Will New Year's Day 2000 come as a welcome relief?

Much has been written about the problems systems professionals will confront at the end of 1999. Some experts call for crash programs to patch existing systems. Others argue it would be easier to replace the old systems. I expect that the federal government will see massive defections among systems professionals in anticipation of the millennium.

Much has been written about the problems systems professionals will confront at the end
of 1999. Some experts call for crash programs to patch existing systems. Others argue it
would be easier to replace the old systems.


I expect that the federal government will see massive defections among systems
professionals in anticipation of the millennium.


A dedicated civil servant, I have applied for leave for the first two weeks of 2000,
not having enough years of service to retire.


Fortunately, my agency's time and attendance software believes in four-digit years.
That bodes well for me having a steady job in the year 2000.


The pessimists in the bunch may want to take up farming--the old-fashioned version that
predates crop subsidies. Because no government benefit can be counted on. Others may take
up hunting and gathering; computers that issue licenses and quotas are likely to succumb
to the turning of the end-of-the-century odometer.


Picure the computers going on strike and humans conscripted as scabs-- approvals,
determinations, regulations and publications will slow to a snail's pace.
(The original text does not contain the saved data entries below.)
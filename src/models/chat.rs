use chrono::{ DateTime, Utc };
use serde::{ Deserialize, Serialize };
use std::fmt;

pub const DEFAULT_CONVERSATION_TITLE: &str = "New Conversation";

/// Author of a stored message. Anything other than `user`/`assistant` is kept
/// verbatim so storage stays lossless.
#[derive(Clone, Debug, PartialEq, Eq, Serialize, Deserialize)]
#[serde(from = "String", into = "String")]
pub enum Role {
    User,
    Assistant,
    Other(String),
}

impl Role {
    pub fn as_str(&self) -> &str {
        match self {
            Role::User => "user",
            Role::Assistant => "assistant",
            Role::Other(s) => s.as_str(),
        }
    }
}

impl From<&str> for Role {
    fn from(s: &str) -> Self {
        match s {
            "user" => Role::User,
            "assistant" => Role::Assistant,
            other => Role::Other(other.to_string()),
        }
    }
}

impl From<String> for Role {
    fn from(s: String) -> Self {
        if s == "user" {
            Role::User
        } else if s == "assistant" {
            Role::Assistant
        } else {
            Role::Other(s)
        }
    }
}

impl From<Role> for String {
    fn from(role: Role) -> Self {
        match role {
            Role::Other(s) => s,
            known => known.as_str().to_string(),
        }
    }
}

impl fmt::Display for Role {
    fn fmt(&self, f: &mut fmt::Formatter<'_>) -> fmt::Result {
        write!(f, "{}", self.as_str())
    }
}

#[derive(Clone, Debug, PartialEq, Serialize, Deserialize)]
#[serde(rename_all = "camelCase")]
pub struct Conversation {
    pub id: u64,
    pub title: String,
    pub created_at: DateTime<Utc>,
}

#[derive(Clone, Debug, PartialEq, Serialize, Deserialize)]
#[serde(rename_all = "camelCase")]
pub struct Message {
    pub id: u64,
    pub conversation_id: u64,
    pub content: String,
    pub role: Role,
    /// Provenance only; nothing reads it yet.
    pub is_streamed: bool,
    pub created_at: DateTime<Utc>,
}

#[derive(Clone, Debug, Default, Deserialize)]
pub struct NewConversation {
    pub title: Option<String>,
}

impl NewConversation {
    pub fn titled(title: impl Into<String>) -> Self {
        Self { title: Some(title.into()) }
    }

    /// Empty titles count as missing.
    pub fn resolved_title(&self) -> String {
        match self.title.as_deref() {
            Some(t) if !t.is_empty() => t.to_string(),
            _ => DEFAULT_CONVERSATION_TITLE.to_string(),
        }
    }
}

#[derive(Clone, Debug, Deserialize)]
#[serde(rename_all = "camelCase")]
pub struct NewMessage {
    pub conversation_id: Option<u64>,
    pub content: String,
    pub role: Role,
    pub is_streamed: Option<bool>,
}

impl NewMessage {
    pub fn new(conversation_id: u64, role: impl Into<Role>, content: impl Into<String>) -> Self {
        Self {
            conversation_id: Some(conversation_id),
            content: content.into(),
            role: role.into(),
            is_streamed: None,
        }
    }
}
pub mod gemini;

use async_trait::async_trait;
use log::{ debug, info };
use serde::Serialize;
use std::sync::Arc;
use thiserror::Error;
use self::gemini::GeminiChatClient;
use super::LlmConfig;
use crate::models::chat::{ Message, Role };

/// Errors surfaced by the response generator. Every variant renders a message
/// that can be shown to the user as-is.
#[derive(Debug, Clone, PartialEq, Eq, Error)]
pub enum GenerationError {
    #[error("Gemini API error: GOOGLE_API_KEY is not set in environment variables")]
    MissingCredential,

    #[error(
        "Gemini API error: Google Generative AI API is not enabled for this API key. \
         Please visit the Google Cloud Console to enable the API for your project, \
         or provide a different API key that has the Generative AI API enabled."
    )]
    ServiceNotEnabled,

    #[error(
        "Gemini API error: The provided API key is invalid. Please check your API key and try again."
    )]
    InvalidCredential,

    #[error("Gemini API error: {0}")]
    Upstream(String),
}

#[derive(Debug, Clone, Copy, PartialEq, Eq, Serialize)]
#[serde(rename_all = "lowercase")]
pub enum TurnRole {
    User,
    Model,
}

#[derive(Debug, Clone, PartialEq, Eq)]
pub struct ChatTurn {
    pub role: TurnRole,
    pub text: String,
}

impl ChatTurn {
    pub fn user(text: impl Into<String>) -> Self {
        Self { role: TurnRole::User, text: text.into() }
    }

    pub fn model(text: impl Into<String>) -> Self {
        Self { role: TurnRole::Model, text: text.into() }
    }
}

#[derive(Debug, Clone, Copy, PartialEq)]
pub struct GenerationConfig {
    pub temperature: f32,
    pub max_output_tokens: u32,
}

impl Default for GenerationConfig {
    fn default() -> Self {
        Self {
            temperature: 0.7,
            max_output_tokens: 2048,
        }
    }
}

/// Everything the remote service needs for one round trip: prior turns, the
/// new prompt and sampling parameters.
#[derive(Debug, Clone)]
pub struct ChatRequest {
    pub history: Vec<ChatTurn>,
    pub prompt: String,
    pub config: GenerationConfig,
}

/// Boundary to the remote generative-text service. Implementations are the
/// only place where upstream failures are classified into [`GenerationError`].
#[async_trait]
pub trait ChatBackend: Send + Sync {
    async fn send_chat(
        &self,
        credential: &str,
        request: &ChatRequest
    ) -> Result<String, GenerationError>;

    fn get_model(&self) -> String;
}

/// Keeps user and assistant messages, in order, as upstream turns.
pub fn format_history(history: &[Message]) -> Vec<ChatTurn> {
    history
        .iter()
        .filter_map(|msg| {
            match msg.role {
                Role::User => Some(ChatTurn::user(msg.content.clone())),
                Role::Assistant => Some(ChatTurn::model(msg.content.clone())),
                Role::Other(_) => None,
            }
        })
        .collect()
}

/// A chat seeded with prior turns. Successful sends extend the history with
/// both sides of the exchange.
pub struct ChatSession<'a> {
    backend: &'a dyn ChatBackend,
    credential: &'a str,
    history: Vec<ChatTurn>,
    config: GenerationConfig,
}

impl<'a> ChatSession<'a> {
    pub fn start(
        backend: &'a dyn ChatBackend,
        credential: &'a str,
        history: Vec<ChatTurn>,
        config: GenerationConfig
    ) -> Self {
        Self { backend, credential, history, config }
    }

    pub fn history(&self) -> &[ChatTurn] {
        &self.history
    }

    pub async fn send_message(&mut self, prompt: &str) -> Result<String, GenerationError> {
        let request = ChatRequest {
            history: self.history.clone(),
            prompt: prompt.to_string(),
            config: self.config,
        };
        let text = self.backend.send_chat(self.credential, &request).await?;
        self.history.push(ChatTurn::user(prompt));
        self.history.push(ChatTurn::model(text.clone()));
        Ok(text)
    }
}

pub struct ResponseGenerator {
    backend: Arc<dyn ChatBackend>,
    credential: Option<String>,
    config: GenerationConfig,
}

impl ResponseGenerator {
    pub fn new(
        backend: Arc<dyn ChatBackend>,
        credential: Option<String>,
        config: GenerationConfig
    ) -> Self {
        Self { backend, credential, config }
    }

    pub fn from_config(config: &LlmConfig) -> Result<Self, GenerationError> {
        let backend = new_client(config)?;
        Ok(Self::new(backend, config.api_key.clone(), config.generation))
    }

    pub fn model(&self) -> String {
        self.backend.get_model()
    }

    /// Produces the full reply to `prompt` given the prior messages of the
    /// conversation. Fails without touching the network when no credential is
    /// configured.
    pub async fn generate(
        &self,
        prompt: &str,
        history: &[Message]
    ) -> Result<String, GenerationError> {
        let credential = match self.credential.as_deref().map(str::trim) {
            Some(key) if !key.is_empty() => key,
            _ => {
                return Err(GenerationError::MissingCredential);
            }
        };

        let turns = format_history(history);
        debug!(
            "Starting chat session: model={} prior_turns={} (from {} stored messages)",
            self.backend.get_model(),
            turns.len(),
            history.len()
        );
        let mut session = ChatSession::start(self.backend.as_ref(), credential, turns, self.config);
        let reply = session.send_message(prompt).await?;
        info!("Generated reply of {} chars", reply.len());
        Ok(reply)
    }
}

pub fn new_client(config: &LlmConfig) -> Result<Arc<dyn ChatBackend>, GenerationError> {
    let client = GeminiChatClient::from_config(config)?;
    Ok(Arc::new(client))
}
Cruise missiles
and smart bombs may refuse to explode because it's a century too soon. Postage meters may
not cancel letters. Direct deposits may get lost. ATM machines may act like slot machines.


The only electronic device guaranteed to survive the turn of the century may be the
VCR. My VCR seems to run just fine at 12 a.m. We can all go to the video store and check
out dozens of movies and not fear returning them late. We may run out of popcorn, though.


I have seen some pretty absurd strategies for Year 2000 conversion. According to
California Rep. Steve Horn [GCN, Aug. 4, Page 1], most agencies appear to have
adopted what I call Musical Chairs. Federal IT managers can rotate chairs until New Year's
Eve, when a handful of unlucky souls will be sitting in the wrong chairs.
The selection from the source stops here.